The malformation is the association, in varying degrees, of cleft lip/alveolus and cleft palate (see these terms). The lip and alveolus anomaly is paramedian and is located at the philtrum level for the lip and at the level of the upper lateral incisors for the alveolar ridge. It involves a cutaneous, muscular and mucosal interruption in the lip in addition to a nostril and nasal septum deformity and a gap in the alveolar bone and dental arch. Clinical forms range from a simple midline groove in the lip to a complete cleft lip and palate reaching the incisive foramen with an opening in the base of the nostril. The cleft seen in cleft palate is median. The clinical forms range from a simple bifid uvula (see this term) to a complete cleft palate reaching the incisive foramen. Cleft palate can disrupt sucking-swallowing in newborns. In addition, Eustachian tube malformation can lead to incomplete drainage of the middle ear with recurrent otitis and transmission hypoacousia. The maxillary lateral incisor, at the site of the alveolar cleft, can present with anomalies in shape, number (duplication or agenesis) and position. There is no correlation seen between temporary (primary) and permanent dentition.

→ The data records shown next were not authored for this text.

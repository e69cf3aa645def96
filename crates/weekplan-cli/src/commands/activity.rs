//! Activity catalog commands.

use clap::Subcommand;
use uuid::Uuid;
use weekplan_core::{Activity, IntensityLevel, PhysicalLevel, ScheduleDb};

#[derive(Subcommand)]
pub enum ActivityAction {
    /// Add an activity to the catalog
    Add {
        /// Activity name
        name: String,
        /// Duration in minutes
        #[arg(long)]
        duration: i64,
        /// Intensity: low, medium or high
        #[arg(long, default_value = "medium")]
        intensity: IntensityLevel,
        /// Minimum physical level: sedentary, active or athlete
        #[arg(long, default_value = "sedentary")]
        requires: PhysicalLevel,
        /// Free-form category
        #[arg(long, default_value = "")]
        category: String,
        /// Explicit ID (generated when omitted)
        #[arg(long)]
        id: Option<String>,
    },
    /// List the catalog
    List,
    /// Show one activity
    Show {
        /// Activity ID
        id: String,
    },
    /// Remove an activity
    Remove {
        /// Activity ID
        id: String,
    },
}

pub fn run(action: ActivityAction) -> Result<(), Box<dyn std::error::Error>> {
    let db = ScheduleDb::open()?;

    match action {
        ActivityAction::Add {
            name,
            duration,
            intensity,
            requires,
            category,
            id,
        } => {
            let activity = Activity {
                id: id.unwrap_or_else(|| Uuid::new_v4().to_string()),
                name,
                duration_minutes: duration,
                intensity_level: intensity,
                required_physical_level: requires,
                category,
            };
            activity.validate()?;
            db.create_activity(&activity)?;
            println!("Activity created: {}", activity.id);
            println!("{}", serde_json::to_string_pretty(&activity)?);
        }
        ActivityAction::List => {
            let activities = db.list_activities()?;
            println!("{}", serde_json::to_string_pretty(&activities)?);
        }
        ActivityAction::Show { id } => match db.get_activity(&id)? {
            Some(activity) => println!("{}", serde_json::to_string_pretty(&activity)?),
            None => return Err(format!("activity not found: {id}").into()),
        },
        ActivityAction::Remove { id } => {
            if !db.delete_activity(&id)? {
                return Err(format!("activity not found: {id}").into());
            }
            println!("Activity removed: {id}");
        }
    }
    Ok(())
}
//! Database schema migrations for weekplan.
//!
//! Migrations are versioned and applied automatically when opening the database.
//! The `schema_version` table tracks the current migration version.

use rusqlite::{Connection, Result as SqliteResult};

/// Current schema version.
///
/// Increment this when adding new migrations.
pub const SCHEMA_VERSION: i32 = 1;

/// Apply all pending migrations to bring the database to the current schema version.
///
/// # Errors
/// Returns an error if migration fails.
pub fn migrate(conn: &Connection) -> SqliteResult<()> {
    create_schema_version_table(conn)?;

    let current_version = get_schema_version(conn);

    if current_version < 1 {
        migrate_v1(conn)?;
    }

    Ok(())
}

fn create_schema_version_table(conn: &Connection) -> SqliteResult<()> {
    conn.execute_batch(
        "CREATE TABLE IF NOT EXISTS schema_version (
            version INTEGER PRIMARY KEY
        );",
    )
}

/// Get the current schema version from the database.
///
/// Returns 0 if no version is set (initial database).
pub(crate) fn get_schema_version(conn: &Connection) -> i32 {
    conn.query_row("SELECT version FROM schema_version", [], |row| {
        row.get::<_, i32>(0)
    })
    .unwrap_or_else(|e| {
        if !matches!(e, rusqlite::Error::QueryReturnedNoRows) {
            tracing::warn!(error = %e, "failed to read schema_version");
        }
        0
    })
}

fn set_schema_version(conn: &Connection, version: i32) -> SqliteResult<()> {
    conn.execute("DELETE FROM schema_version", [])?;
    conn.execute("INSERT INTO schema_version (version) VALUES (?1)", [version])?;
    Ok(())
}

/// Migration v1: baseline.
///
/// The tables are created by `ScheduleDb::migrate()` directly; this records
/// the version later migrations build on.
fn migrate_v1(conn: &Connection) -> SqliteResult<()> {
    set_schema_version(conn, 1)
}
//! Weekly schedule generation.

use std::collections::HashMap;

use chrono::NaiveDate;
use clap::Args;
use weekplan_core::timeline::clock::format_clock;
use weekplan_core::{
    Config, CoreError, GeneratedBlock, GenerationMode, ScheduleDb, ScheduleGenerator, SeededRandom,
    WeekPlan,
};

use super::parse_date;

#[derive(Args)]
pub struct GenerateArgs {
    /// User ID
    pub user: String,
    /// Any date inside the week to plan (YYYY-MM-DD, default today)
    #[arg(long, value_parser = parse_date)]
    pub start: Option<NaiveDate>,
    /// Seed for reproducible output (overrides scheduler.seed)
    #[arg(long)]
    pub seed: Option<u64>,
    /// What to do with blocks already stored for the week: append or replace
    #[arg(long)]
    pub mode: Option<GenerationMode>,
    /// Compute and print the plan without storing it
    #[arg(long)]
    pub dry_run: bool,
    /// Output as JSON
    #[arg(long)]
    pub json: bool,
}

pub fn run(args: GenerateArgs) -> Result<(), Box<dyn std::error::Error>> {
    let config = Config::load()?;
    let mut scheduler_config = config.scheduler_config()?;
    if let Some(mode) = args.mode {
        scheduler_config.mode = mode;
    }
    let generator = ScheduleGenerator::with_config(scheduler_config);
    let mut rng = SeededRandom::new(args.seed.or(config.scheduler.seed));
    let start = args
        .start
        .unwrap_or_else(|| chrono::Local::now().date_naive());

    let db = ScheduleDb::open()?;

    if args.dry_run {
        let profile = db
            .get_profile(&args.user)?
            .ok_or_else(|| CoreError::MissingProfile {
                user_id: args.user.clone(),
            })?;
        let activities = db.list_activities()?;
        let fixed_blocks = db.list_fixed_blocks(&args.user)?;
        let plan = generator.plan_week(&profile, &activities, &fixed_blocks, start, &mut rng)?;

        if args.json {
            println!("{}", serde_json::to_string_pretty(&plan)?);
        } else {
            print_plan(&plan);
        }
        return Ok(());
    }

    match generator.generate_schedule(&args.user, start, &db, &mut rng) {
        Ok(blocks) => {
            if args.json {
                println!("{}", serde_json::to_string_pretty(&blocks)?);
            } else {
                let names = activity_names(&db)?;
                print_blocks(&blocks, &names);
                println!(
                    "{} blocks stored ({})",
                    blocks.len(),
                    generator.config().mode
                );
            }
            Ok(())
        }
        Err(CoreError::Persistence { blocks, source }) => {
            // Hand the computed schedule back so it is not lost
            println!("{}", serde_json::to_string_pretty(&blocks)?);
            Err(CoreError::Persistence { blocks, source }.into())
        }
        Err(e) => Err(e.into()),
    }
}

fn activity_names(db: &ScheduleDb) -> Result<HashMap<String, String>, Box<dyn std::error::Error>> {
    Ok(db
        .list_activities()?
        .into_iter()
        .map(|a| (a.id, a.name))
        .collect())
}

fn print_plan(plan: &WeekPlan) {
    println!(
        "Plan for {} ({} to {})",
        plan.user_id,
        plan.start_date,
        plan.end_date()
    );
    for day in &plan.days {
        println!(
            "{} {}: {} placed, {} min scheduled, {} of {} free min unfilled",
            day.date,
            day.day_of_week,
            day.placements.len(),
            day.scheduled_minutes(),
            day.unfilled_minutes(),
            day.free_minutes()
        );
        for p in &day.placements {
            println!(
                "  {:02}:{:02}-{:02}:{:02}  {}",
                p.start / 60,
                p.start % 60,
                p.end / 60,
                p.end % 60,
                p.activity.name
            );
        }
    }
}

fn print_blocks(blocks: &[GeneratedBlock], names: &HashMap<String, String>) {
    let mut current: Option<NaiveDate> = None;
    for block in blocks {
        if current != Some(block.date) {
            println!("{} {}", block.date, block.date.format("%A"));
            current = Some(block.date);
        }
        let name = names
            .get(&block.activity_id)
            .map_or(block.activity_id.as_str(), String::as_str);
        println!(
            "  {}-{}  {}",
            format_clock(block.start_time),
            format_clock(block.end_time),
            name
        );
    }
}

Cleft lip and palate is an embryopathy that appears, for the cleft lip, in the 5th and 7th week of pregnancy, following an error in fusion of the frontal processes, and for the cleft palate in the 7th and 12th week of pregnancy following an error in fusion of the palatine process. Cleft lip and palate is an isolated, non-syndromic anomaly in 70% of cases and the remaining 30% of cases are seen in about 300 syndromes. Non-syndromic clefts are believed to be caused by a combination of genetic and environmental factors. Factors such as exposure to teratogenic substances during pregnancy (alcohol, tobacco or drugs) can have an influence on genetic susceptibility.
The diagnosis is clinical.
The presence of associated malformations allows for differentiation between isolated and syndromic forms.
Antenatal diagnosis is often made during prenatal ultrasound. The case is submitted to a multidisciplinary center for prenatal diagnosis in order to establish if it is an isolated anomaly.
Management and treatment
Management requires multidisciplinary medical and surgical intervention from birth until the end of development. It involves primary followed by secondary surgery (maxilla-facial and plastic). Speech therapy management involves guidance and rehabilitation from an early age as well as a pharyngoplasty before entering primary school, if necessary. In the presence of a hypomaxilly, due to an error in maxillary growth, an intermediate bone and/or orthognatic surgery on the maxillae is necessary. Treatment of an alveolar cleft most often requires a maxillary bone graft and, in the presence of permanent lateral incisor agenesis, a dental implant at the end of growth. ENT management involves the monitoring of sero-mucosal pathologies (otitis), hearing, phonation and breathing. Breathing difficulties can occur due to malformation of the nostril as well as deviation of the vomer and nasal septum and turbinate hypertrophy.
The prognosis depends on the quality of initial management and regular follow-up. Cleft palate can have functional, esthetic and psychological consequences that require management in a specialized health center.